A cumulatividade é justificada ora pela estrutura do ato atentatório ao exercício da jurisdição, ora pela especificidade de sua função614.

No aspecto estrutural, assume destaque o destino das verbas punitivas: na litigância de má-fé e no ato atentatório à dignidade da justiça, revertem-se em favor da parte contrária; no ato atentatório ao exercício da jurisdição, são recolhidas em prol do Erário615.

Na perspectiva funcional, diz-se que o contempt atinge a atividade jurisdicional, enquanto os outros dois institutos se impõem pelo “descumprimento dos deveres de lealdade e probidade”, a prejudicar a parte adversa616. Logo, a conduta do litigante poderá – eventualmente – lesionar o adversário e embaraçar o cumprimento da decisão617, hipótese em que, atingidos “bens jurídicos distintos”, justifica-se a condenação cumulativa618.

A estrutura e a função da litigância de má-fé, por sua vez, reproduzem-se no ato atentatório à dignidade da justiça, de modo que a incidência conjunta perfaz bis in idem619. Em homenagem à especialidade, este prevalece sobre aquela, sempre que a conduta se submeter às hipóteses do art. 600 do CPC.

Embora se anua às conclusões expostas pela doutrina, há de se destacar que suas premissas são parcialmente incongruentes com a harmonia do sistema, ao estimular a sectarização dos institutos.

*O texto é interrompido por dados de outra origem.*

//! Property-Based Tests for Cache Module
//!
//! Uses proptest to check freshness and download counting against a simple model.

use proptest::prelude::*;
use std::sync::Arc;

use chrono::{Duration, Utc};
use tempfile::tempdir;

use crate::cache::{is_outdated, CacheEntry, ManualClock, MessageCache, MessageSet};
use crate::config::Config;
use crate::fetch::fake::FakeFetcher;

// == Test Configuration ==
const TEST_CACHE_TIME: u64 = 600;

const DOCUMENT: &str = r#"{"messages": {"d1": {"k": "v"}, "d2": {"k": "w"}}}"#;

// == Strategies ==
/// Generates an operation sequence: seconds to advance, then a lookup.
#[derive(Debug, Clone)]
enum CacheOp {
    Advance { secs: i64 },
    Lookup { domain: &'static str, force: bool },
}

fn cache_op_strategy() -> impl Strategy<Value = CacheOp> {
    prop_oneof![
        (0i64..(2 * TEST_CACHE_TIME as i64)).prop_map(|secs| CacheOp::Advance { secs }),
        (prop_oneof![Just("d1"), Just("d2")], prop::bool::weighted(0.1))
            .prop_map(|(domain, force)| CacheOp::Lookup { domain, force }),
    ]
}

proptest! {
    #![proptest_config(ProptestConfig::with_cases(100))]

    // Freshness boundary: stale exactly when elapsed exceeds the window.
    #[test]
    fn prop_outdated_iff_older_than_window(window in 0i64..100_000, elapsed in -1_000i64..200_000) {
        let now = Utc::now();
        let stamped = now - Duration::seconds(elapsed);
        prop_assert_eq!(
            is_outdated(stamped, now, Duration::seconds(window)),
            elapsed > window
        );
    }

    // Entries agree with the shared staleness rule.
    #[test]
    fn prop_entry_fresh_is_not_outdated(window in 0i64..100_000, elapsed in 0i64..200_000) {
        let loaded_at = Utc::now();
        let now = loaded_at + Duration::seconds(elapsed);
        let entry = CacheEntry::new(MessageSet::new(), loaded_at);
        prop_assert_eq!(
            entry.is_fresh(now, Duration::seconds(window)),
            !is_outdated(loaded_at, now, Duration::seconds(window))
        );
    }

    // Downloads happen exactly when a slot is empty, stale or forced.
    #[test]
    fn prop_download_count_matches_model(ops in prop::collection::vec(cache_op_strategy(), 1..40)) {
        let dir = tempdir().unwrap();
        let config = Config {
            translation_path: dir.path().to_path_buf(),
            cache_time: TEST_CACHE_TIME,
            ..Config::default()
        };
        let fetcher = FakeFetcher::with_payload("d1", DOCUMENT);
        fetcher.set_payload("d2", DOCUMENT);
        let clock = Arc::new(ManualClock::new(Utc::now()));
        let mut cache = MessageCache::new(&config, Box::new(fetcher.clone()), clock.clone()).unwrap();

        // Seconds since start at which each domain was last loaded
        let mut loaded: std::collections::HashMap<&str, i64> = Default::default();
        let mut elapsed = 0i64;
        let mut expected_downloads = 0usize;

        for op in ops {
            match op {
                CacheOp::Advance { secs } => {
                    clock.advance(Duration::seconds(secs));
                    elapsed += secs;
                }
                CacheOp::Lookup { domain, force } => {
                    let stale = loaded
                        .get(domain)
                        .map_or(true, |at| elapsed - at > TEST_CACHE_TIME as i64);
                    if force || stale {
                        expected_downloads += 1;
                        loaded.insert(domain, elapsed);
                    }
                    let messages = cache.get_domain_messages(domain, "en", force).unwrap();
                    prop_assert!(messages.contains_key("k"));
                }
            }
        }

        prop_assert_eq!(fetcher.calls(), expected_downloads);
        prop_assert_eq!(cache.len(), loaded.len());
    }

    // Lookups of present keys are idempotent within the window.
    #[test]
    fn prop_repeated_lookup_is_stable(repeats in 1usize..20, step in 0i64..(TEST_CACHE_TIME as i64 / 20)) {
        let dir = tempdir().unwrap();
        let config = Config {
            translation_path: dir.path().to_path_buf(),
            cache_time: TEST_CACHE_TIME,
            ..Config::default()
        };
        let fetcher = FakeFetcher::with_payload("d1", DOCUMENT);
        let clock = Arc::new(ManualClock::new(Utc::now()));
        let mut cache = MessageCache::new(&config, Box::new(fetcher.clone()), clock.clone()).unwrap();

        let first = cache.get("k", Some("d1"), None).unwrap();
        for _ in 0..repeats {
            clock.advance(Duration::seconds(step));
            prop_assert_eq!(cache.get("k", Some("d1"), None).unwrap(), first.clone());
        }

        prop_assert_eq!(fetcher.calls(), 1);
        prop_assert_eq!(cache.stats().memory_hits, repeats as u64);
    }
}
//! Language Resolution
//!
//! Reads the user's language from the `TsIntuition_userlang` cookie.

use std::env;

/// Cookie holding the user's preferred language.
pub const COOKIE_USERLANG: &str = "TsIntuition_userlang";

/// Environment variable carrying the request cookies for CGI-style tools.
pub const COOKIE_ENV: &str = "HTTP_COOKIE";

/// Returns the language stored in a `;`-separated `key=value` cookie list.
///
/// Pairs are trimmed. Entries without `=` or with an empty value are skipped,
/// and the first well-formed `TsIntuition_userlang` entry wins.
pub fn language_from_cookies(cookies: &str) -> Option<&str> {
    cookies
        .split(';')
        .filter_map(|pair| pair.split_once('='))
        .map(|(key, value)| (key.trim(), value.trim()))
        .find(|(key, value)| *key == COOKIE_USERLANG && !value.is_empty())
        .map(|(_, value)| value)
}

/// Resolves the language from an optional cookie list, falling back to `default`.
pub fn resolve_language(cookies: Option<&str>, default: &str) -> String {
    cookies
        .and_then(language_from_cookies)
        .unwrap_or(default)
        .to_string()
}

/// Resolves the language from the `HTTP_COOKIE` environment variable.
pub fn ambient_language(default: &str) -> String {
    resolve_language(env::var(COOKIE_ENV).ok().as_deref(), default)
}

Data venia, não se pode dizer que o instituto da litigância de má-fé defende predominantemente os interesses do litigante prejudicado, enquanto o ato atentatório ao

614 Contra: “como a multa já constitui uma sanção processual, a ressalva a ‘sanções processuais’, no elenco das

sanções ressalvadas, só pode ser referida a atos outros que não àquele que determinou a multa” (CARREIRA ALVIM, José Eduardo. Deveres processuais do advogado e o art. 14, parágrafo único, do CPC. In: ______. Direito na doutrina. Curitiba: Juruá, 2006, v. 4, p. 206).

615 Utilizam este critério, p. ex., VIANA, Juvêncio Vasconcelos. Ato atentatório ao exercício da jurisdição –

multa – comentários ao novo inciso V, art. 14 do CPC. Revista dialética de direito processual. São Paulo, Dialética, n. 1, abr. 2003, p. 91; NEVES, Daniel Amorim Assumpção. Op. cit., p. 121. Leis estaduais tentaram vincular outras multas processuais a “fundos de aparelhamento do Poder Judiciário”, mas o Superior Tribunal de Justiça as manteve como direito do prejudicado (REsp 647.674/RS, Rel. Ministra ELIANA CALMON, SEGUNDA TURMA, julgado em 11.04.2006, DJ 22.05.2006, p. 181).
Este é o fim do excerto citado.